Newsletters Are Hot! So I Decided to Create One
Like many people, I decided to launch a newsletter. I read a lot about “best practices” and tried to follow advice in resources like the GNI Startups Playbook. The first thing to do, of course, was to figure out what the hell I was going to write about. After considering climate change (too much competition), I decided what the world really, really needed was a newsletter about the failures of the mental healthcare system. Obviously, I know how to have fun.
The next step was deciding on a platform. Do you think that was easy? No, that was not easy. There’s so many. Substack, Ghost, Beehiiv. Those are just a few. I could even use this platform for newsletters, I guess, but I really don’t know how to do that yet. Anyway, I started with Beehiiv, but all their good features cost dolares. So, no, I’m not going to take the risk. Substack, I decided, would be my platform. Which was all fine and good until it was revealed that Nazis were profiting off of it.
Thing is, I don’t know what upsets me more: That the fascists were able to monetize an audience and that I haven’t or that Substack was allowing this to happen. Of course, we all know batshit lunacy sells in the American marketplace of toxic ideas.
Eight months later, I’m still at it. The newsletter, if you want to subscribe, is called The Receptor. It’s kind of an experiment to see if I can learn how to build an audience. It’s also a way to keep doing some journalism. Maybe I’ll make a few bucks so that I can start a college fund for my daughters.
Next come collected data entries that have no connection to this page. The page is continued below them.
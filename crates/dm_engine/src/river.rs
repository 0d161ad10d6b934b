// crates/dm_engine/src/river.rs

//! 河流系统
//!
//! 维护有界的河口列表（位置 + 输沙通量），支持：
//! - 河口列扫描定位
//! - 改道（河口重定位 + 单点通量脉冲）
//! - 稠密通量网格与稀疏河口列表的双向互译
//!
//! # 互译约定
//!
//! 稠密通量网格采用**全网格坐标系**：长度 `nx * ny_full`，行步长
//! `ny_full`，零边距偏移，与对外报告的网格步长一致。线性化顺序与
//! 窗口提取相同（x 主序、y 次序）。
//!
//! 改道脉冲是唯一的例外：其输出缓冲是窗口大小（`nx * ny_full/2`），
//! 河口的横向位置被重心化到活动窗口坐标系，这是改道交换量的
//! 既定外部形状。

use serde::{Deserialize, Serialize};

use dm_foundation::error::{DmError, DmResult};
use dm_foundation::grid::GridShape;
use dm_foundation::ensure;

use crate::state::GridStore;

/// 单个河口（全网格坐标）
#[derive(Debug, Clone, Copy, PartialEq, Serialize, Deserialize)]
pub struct RiverMouth {
    /// `nx` 轴坐标
    pub x: usize,
    /// `ny_full` 轴坐标
    pub y: usize,
    /// 输沙通量 [kg/s]
    pub flux: f64,
}

/// 河流系统：有界河口列表 + 入流列配置
#[derive(Debug, Clone, Serialize, Deserialize)]
pub struct RiverSystem {
    mouths: Vec<RiverMouth>,
    capacity: usize,
    /// 河口搜索的固定入流列（`ny_full` 轴坐标）
    stream_spot: usize,
}

impl RiverSystem {
    /// 创建河流系统
    ///
    /// 初始包含一个位于 `(0, stream_spot)`、零通量的河口。
    /// 容量通常取网格单元总数。
    pub fn new(capacity: usize, stream_spot: usize) -> DmResult<Self> {
        ensure!(
            capacity > 0,
            DmError::invalid_input("河流容量必须为正".to_string())
        );
        Ok(Self {
            mouths: vec![RiverMouth {
                x: 0,
                y: stream_spot,
                flux: 0.0,
            }],
            capacity,
            stream_spot,
        })
    }

    /// 活动河口数
    #[inline]
    pub fn n_rivers(&self) -> usize {
        self.mouths.len()
    }

    /// 河口列表容量
    #[inline]
    pub fn capacity(&self) -> usize {
        self.capacity
    }

    /// 入流列
    #[inline]
    pub fn stream_spot(&self) -> usize {
        self.stream_spot
    }

    /// 设置入流列
    pub fn set_stream_spot(&mut self, column: usize) {
        self.stream_spot = column;
    }

    /// 河口列表
    #[inline]
    pub fn mouths(&self) -> &[RiverMouth] {
        &self.mouths
    }

    /// 设置第 `n` 条河的河口位置
    pub fn set_mouth(&mut self, n: usize, x: usize, y: usize, shape: &GridShape) -> DmResult<()> {
        DmError::check_index("river", n, self.mouths.len())?;
        ensure!(
            shape.contains(x, y),
            DmError::invalid_input(format!("河口位置 ({x}, {y}) 超出网格"))
        );
        self.mouths[n].x = x;
        self.mouths[n].y = y;
        Ok(())
    }

    /// 设置第 `n` 条河的输沙通量 [kg/s]
    pub fn set_flux(&mut self, n: usize, flux: f64) -> DmResult<()> {
        DmError::check_index("river", n, self.mouths.len())?;
        self.mouths[n].flux = flux;
        Ok(())
    }

    /// 定位第 `n` 条河的河口
    ///
    /// 从 `x = 0` 起沿 `y = stream_spot` 列向海扫描，跳过全滩单元，
    /// 返回第一个非全滩单元并写回河口位置。整列扫完仍未找到时返回
    /// [`DmError::NoRiverMouthFound`]，不会越界读取。
    pub fn find_mouth(&mut self, store: &GridStore, n: usize) -> DmResult<(usize, usize)> {
        DmError::check_index("river", n, self.mouths.len())?;
        let shape = store.shape();
        ensure!(!shape.is_empty(), DmError::NotInitialized);
        let y = self.stream_spot;
        DmError::check_index("stream_spot", y, shape.ny_full())?;

        for x in 0..shape.nx() {
            if !store.is_beach(x, y) {
                self.mouths[n].x = x;
                self.mouths[n].y = y;
                return Ok((x, y));
            }
        }
        Err(DmError::no_river_mouth(y, shape.nx()))
    }

    /// 改道：重定位第 `n` 条河并生成单点通量脉冲
    ///
    /// 先经 [`Self::find_mouth`] 定位河口，再在窗口大小的零缓冲中，
    /// 把 `flux` 放到重心化后的单点 `(x, y')`，其中
    /// `y' = (y mod ny_full) - ny_full/4`。河口记录更新为新位置与
    /// 新通量。
    pub fn avulse(&mut self, store: &GridStore, n: usize, flux: f64) -> DmResult<Vec<f64>> {
        let (x, y) = self.find_mouth(store, n)?;
        let shape = store.shape();
        let height = shape.window_height();

        // 重心化到窗口坐标系，越界即失败而非越界写
        let recentered = (y % shape.ny_full()) as isize - shape.window_lower() as isize;
        ensure!(
            recentered >= 0 && (recentered as usize) < height,
            DmError::index_out_of_bounds("窗口内河口列", y, shape.ny_full())
        );
        let y_win = recentered as usize;

        let mut qs = vec![0.0; shape.window_len()];
        qs[x * height + y_win] = flux;

        self.mouths[n].flux = flux;
        tracing::debug!(river = n, x, y, flux, "河流改道");
        Ok(qs)
    }

    /// 稠密通量网格 → 河口列表
    ///
    /// 按 x 主序遍历全网格大小的稠密网格，每个严格为正的单元生成
    /// 一个河口：`x = i / stride`，`y = i mod stride`，通量为单元值。
    /// 替换整个河口列表（计数可为 0）。正单元数超过容量时返回
    /// [`DmError::TooManyRivers`]。
    pub fn set_flux_grid(&mut self, qs: &[f64], shape: &GridShape) -> DmResult<()> {
        ensure!(!shape.is_empty(), DmError::NotInitialized);
        DmError::check_size("通量网格", shape.len(), qs.len())?;

        let stride = shape.stride();
        let mut mouths = Vec::new();
        for (i, &q) in qs.iter().enumerate() {
            if q > 0.0 {
                if mouths.len() == self.capacity {
                    return Err(DmError::too_many_rivers(
                        qs[i..].iter().filter(|&&v| v > 0.0).count() + mouths.len(),
                        self.capacity,
                    ));
                }
                let mouth = RiverMouth {
                    x: i / stride,
                    y: i % stride,
                    flux: q,
                };
                tracing::debug!(x = mouth.x, y = mouth.y, flux = q, "登记河口");
                mouths.push(mouth);
            }
        }

        tracing::info!(n_rivers = mouths.len(), "通量网格翻译完成");
        self.mouths = mouths;
        Ok(())
    }

    /// 河口列表 → 稠密通量网格（其余单元为零）
    pub fn to_flux_grid(&self, shape: &GridShape) -> DmResult<Vec<f64>> {
        ensure!(!shape.is_empty(), DmError::NotInitialized);
        let mut qs = vec![0.0; shape.len()];
        for mouth in &self.mouths {
            ensure!(
                shape.contains(mouth.x, mouth.y),
                DmError::invalid_input(format!(
                    "河口位置 ({}, {}) 超出网格",
                    mouth.x, mouth.y
                ))
            );
            qs[shape.offset(mouth.x, mouth.y)] = mouth.flux;
        }
        Ok(qs)
    }
}

#[cfg(test)]
mod tests {
    use super::*;

    /// 已分配的测试网格
    fn store(nx: usize, ny_full: usize) -> GridStore {
        let mut s = GridStore::new();
        s.allocate(nx, ny_full).unwrap();
        s
    }

    #[test]
    fn test_new_starts_with_one_river() {
        let rivers = RiverSystem::new(32, 4).unwrap();
        assert_eq!(rivers.n_rivers(), 1);
        assert_eq!(rivers.mouths()[0], RiverMouth { x: 0, y: 4, flux: 0.0 });
    }

    #[test]
    fn test_find_mouth_skips_beach() {
        let mut s = store(6, 8);
        let mut rivers = RiverSystem::new(48, 4).unwrap();
        // 列顶部三个单元为滩
        s.set_beach(0, 4, true);
        s.set_beach(1, 4, true);
        s.set_beach(2, 4, true);

        let (x, y) = rivers.find_mouth(&s, 0).unwrap();
        assert_eq!((x, y), (3, 4));
        assert_eq!(rivers.mouths()[0].x, 3);
        assert_eq!(rivers.mouths()[0].y, 4);
    }

    #[test]
    fn test_find_mouth_entire_column_beach() {
        let mut s = store(5, 8);
        let mut rivers = RiverSystem::new(40, 2).unwrap();
        for x in 0..5 {
            s.set_beach(x, 2, true);
        }

        let err = rivers.find_mouth(&s, 0).unwrap_err();
        assert!(matches!(
            err,
            DmError::NoRiverMouthFound { column: 2, nx: 5 }
        ));
    }

    #[test]
    fn test_find_mouth_bad_stream_spot() {
        let s = store(4, 8);
        let mut rivers = RiverSystem::new(32, 9).unwrap();
        assert!(matches!(
            rivers.find_mouth(&s, 0),
            Err(DmError::IndexOutOfBounds { .. })
        ));
    }

    #[test]
    fn test_avulse_places_single_impulse() {
        let mut s = store(4, 8);
        let mut rivers = RiverSystem::new(32, 4).unwrap();
        s.set_beach(0, 4, true);
        s.set_beach(1, 4, true);

        let qs = rivers.avulse(&s, 0, 12.5).unwrap();
        // 窗口大小缓冲，窗口高 4
        assert_eq!(qs.len(), 16);
        // 河口 (2, 4)，窗口内 y' = 4 - 2 = 2
        let idx = 2 * 4 + 2;
        assert_eq!(qs[idx], 12.5);
        assert_eq!(qs.iter().filter(|&&v| v != 0.0).count(), 1);
        assert_eq!(rivers.mouths()[0], RiverMouth { x: 2, y: 4, flux: 12.5 });
    }

    #[test]
    fn test_avulse_outside_window_fails() {
        // 入流列落在边界缓冲区内，重心化为负，必须显式失败
        let s = store(4, 8);
        let mut rivers = RiverSystem::new(32, 1).unwrap();
        assert!(matches!(
            rivers.avulse(&s, 0, 1.0),
            Err(DmError::IndexOutOfBounds { .. })
        ));
    }

    #[test]
    fn test_flux_grid_roundtrip() {
        let s = store(3, 8);
        let shape = s.shape();
        let mut rivers = RiverSystem::new(24, 4).unwrap();

        let mut qs = vec![0.0; shape.len()];
        qs[shape.offset(0, 3)] = 2.0;
        qs[shape.offset(1, 5)] = 7.5;
        qs[shape.offset(2, 0)] = 0.25;

        rivers.set_flux_grid(&qs, &shape).unwrap();
        assert_eq!(rivers.n_rivers(), 3);
        assert_eq!(rivers.mouths()[0], RiverMouth { x: 0, y: 3, flux: 2.0 });
        assert_eq!(rivers.mouths()[1], RiverMouth { x: 1, y: 5, flux: 7.5 });
        assert_eq!(rivers.mouths()[2], RiverMouth { x: 2, y: 0, flux: 0.25 });

        // 往返重建与原网格逐元素一致
        let rebuilt = rivers.to_flux_grid(&shape).unwrap();
        assert_eq!(rebuilt, qs);
    }

    #[test]
    fn test_flux_grid_replaces_list() {
        let s = store(2, 4);
        let shape = s.shape();
        let mut rivers = RiverSystem::new(8, 2).unwrap();
        assert_eq!(rivers.n_rivers(), 1);

        // 全零网格清空河口列表
        rivers.set_flux_grid(&vec![0.0; shape.len()], &shape).unwrap();
        assert_eq!(rivers.n_rivers(), 0);
    }

    #[test]
    fn test_flux_grid_ignores_nonpositive() {
        let s = store(2, 4);
        let shape = s.shape();
        let mut rivers = RiverSystem::new(8, 2).unwrap();

        let mut qs = vec![0.0; shape.len()];
        qs[0] = -4.0;
        qs[3] = 1.5;
        rivers.set_flux_grid(&qs, &shape).unwrap();
        assert_eq!(rivers.n_rivers(), 1);
        assert_eq!(rivers.mouths()[0], RiverMouth { x: 0, y: 3, flux: 1.5 });
    }

    #[test]
    fn test_flux_grid_too_many_rivers() {
        let s = store(2, 4);
        let shape = s.shape();
        let mut rivers = RiverSystem::new(2, 2).unwrap();

        let qs = vec![1.0; shape.len()];
        let err = rivers.set_flux_grid(&qs, &shape).unwrap_err();
        assert!(matches!(
            err,
            DmError::TooManyRivers {
                found: 8,
                capacity: 2
            }
        ));
        // 失败时原列表不变
        assert_eq!(rivers.n_rivers(), 1);
    }

    #[test]
    fn test_flux_grid_shape_mismatch() {
        let s = store(2, 4);
        let mut rivers = RiverSystem::new(8, 2).unwrap();
        assert!(matches!(
            rivers.set_flux_grid(&[1.0; 3], &s.shape()),
            Err(DmError::ShapeMismatch { .. })
        ));
    }

    #[test]
    fn test_setters() {
        let s = store(4, 8);
        let shape = s.shape();
        let mut rivers = RiverSystem::new(32, 4).unwrap();

        rivers.set_mouth(0, 2, 5, &shape).unwrap();
        rivers.set_flux(0, 9.0).unwrap();
        assert_eq!(rivers.mouths()[0], RiverMouth { x: 2, y: 5, flux: 9.0 });

        assert!(rivers.set_mouth(0, 4, 0, &shape).is_err());
        assert!(rivers.set_mouth(1, 0, 0, &shape).is_err());
        assert!(rivers.set_flux(1, 1.0).is_err());
    }
}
If I was smart, I would turn this into a how-to article about what to do to create a successful newsletter. But I have not yet created a successful newsletter. It’s not as easy as you might think! Also, everyone seems to want create a newsletter these days. It’s like blogging, except I get to send the blog posts to inboxes when I publish them. Yeah, it’s annoying. Because a gazillion other people are sending email newsletters to inboxes.
(And, yes, I realize that being on Substack may be seen some as an implicit endorsement of their platforming of unsavory characters, but it really is not. I just have not figured out which platform to switch to yet).